I found myself reading an article yesterday that listed the 19 children and two teachers that tragically lost their lives this Tuesday in Uvalde, Texas.

Under the name and photo of each bright, smiling young child was a blurb describing them. Many were good students and on the honor roll. Many of them loved Tik Tok dances. Some were good at sports, some at art. Others had different interests.

Every one of them was special and unique. But the common thread among each child and their teachers was that they were dearly loved by their families and friends, and they will be sorely missed.

Too many times. This has happened too many times. America has had 27 school shootings just this year. As of today, 2022 has brought 214 mass shootings in the country, according to the Gun Violence Archive.

And we’ve heard it all before. The sadness and the outrage. The thoughts and prayers. The bickering and finger-pointing. The faint hope maybe this time something will be different.

Until slowly, it all fades away. The news dies down, and we go back to whatever is happening with the Kardashians or the Johnny Depp and Amber Heard trial or whatever catches the collective interest of the moment. The sadness and outrage lessen and lessen until the public lets it go. Until the next time it happens again.

At least the ones that were not touched by the tragedy can let it go. The ones that don’t have empty rooms filled with a child’s mementos, drawings, toys, plush animals, and character bed sheets, but no child.

The ones without an empty place at the table where the child used to eat their snack, perhaps on brightly colored plastic plates. They might be able to let this go. But the ones who had plans and dreams for their child’s future, a future that will now never come to pass, this won’t ever go away for them.

Their summer, instead of being filled with 4th of July celebrations, bike rides, popsicles dripping outside on the pavement, swimming, catching fireflies, video games, sleepovers, whatever it is kids do in the summertime, now is filled with nothing. Just empty sadness.

I watched my daughter walk into school this morning when I dropped her off. She had her brightly colored backpack on her back. Other kids filed in behind her with their own brightly colored backpacks, smiling, laughing, and talking to one other.

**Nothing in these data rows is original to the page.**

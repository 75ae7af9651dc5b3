//! Account creation.
//!
//! ```text
//! validate ──► insert account row ──► append opening DEPOSIT entry
//!    │                │                        │
//!    └─ Validation    └─ Store error           └─ logged, never returned
//! ```
//!
//! The insert and the audit append are two independent writes. Ordering is
//! what keeps partial state out: when the insert fails nothing is appended.

use crate::audit::append_entry;
use crate::metrics::LedgerMetrics;
use banking_ledger_core::account::{Account, AccountData};
use banking_ledger_core::clock::Clock;
use banking_ledger_core::error::LedgerError;
use banking_ledger_core::history_store::HistoryStore;
use banking_ledger_core::ledger_entry::LedgerEntry;
use banking_ledger_core::ledger_store::LedgerStore;
use std::sync::Arc;
use tracing::{info, warn};

/// Creates accounts from [`AccountData`] commands.
#[derive(Clone)]
pub struct AccountProcessor {
    ledger: Arc<dyn LedgerStore>,
    history: Arc<dyn HistoryStore>,
    clock: Arc<dyn Clock>,
    collection: String,
}

impl AccountProcessor {
    /// Create a processor that audits into the default `transactions`
    /// collection.
    #[must_use]
    pub fn new(
        ledger: Arc<dyn LedgerStore>,
        history: Arc<dyn HistoryStore>,
        clock: Arc<dyn Clock>,
    ) -> Self {
        Self {
            ledger,
            history,
            clock,
            collection: crate::DEFAULT_HISTORY_COLLECTION.to_string(),
        }
    }

    /// Audit into a different history collection.
    #[must_use]
    pub fn with_collection(mut self, collection: impl Into<String>) -> Self {
        self.collection = collection.into();
        self
    }

    /// Open an account with `status = ACTIVE` and `balance = initialDeposit`.
    ///
    /// The account number must already be assigned. A failed audit append is
    /// logged and does not fail the call.
    ///
    /// # Errors
    ///
    /// - [`LedgerError::Validation`]: negative initial deposit, nothing written
    /// - [`LedgerError::Store`]: the insert failed (including a duplicate
    ///   account number), nothing appended
    #[tracing::instrument(
        name = "create_account",
        skip(self, data),
        fields(account_number = %data.account_number, reference_id = %data.reference_id)
    )]
    pub async fn process(&self, data: &AccountData) -> Result<Account, LedgerError> {
        if let Err(error) = data.validate() {
            warn!(error = %error, "Rejected account creation");
            LedgerMetrics::account_failed(&error);
            return Err(error);
        }

        let now = self.clock.now();
        let account = Account::open(data, now);

        if let Err(error) = self.ledger.insert_account(&account).await {
            warn!(error = %error, "Failed to insert account");
            let error = LedgerError::from(error);
            LedgerMetrics::account_failed(&error);
            return Err(error);
        }

        LedgerMetrics::account_created();
        info!(balance = %account.balance, "Account created");

        let entry = LedgerEntry::opening_deposit(data, now);
        append_entry(self.history.as_ref(), &self.collection, &entry).await;

        Ok(account)
    }
}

It’s the end of the school year, and they’re more bouncy and excited than usual. I looked at them and imagined the children walking into Robb Elementary on Tuesday morning. Innocently walking into a place they thought was a safe space. Parents waved goodbye to them, never knowing it was the last goodbye. And the ones that survived, they’ll never be the same.

In the meantime, the politicians will argue and finger point and blame, but there aren’t enough votes to make any changes. Not enough spine to go against the massive NRA gun lobbyists. Nothing will change, and we’ll be back here again one day. Maybe sooner, maybe later. Lamenting the loss, mourning more lives, and wondering why, why our country is the only country with this problem when the answer is staring right at us?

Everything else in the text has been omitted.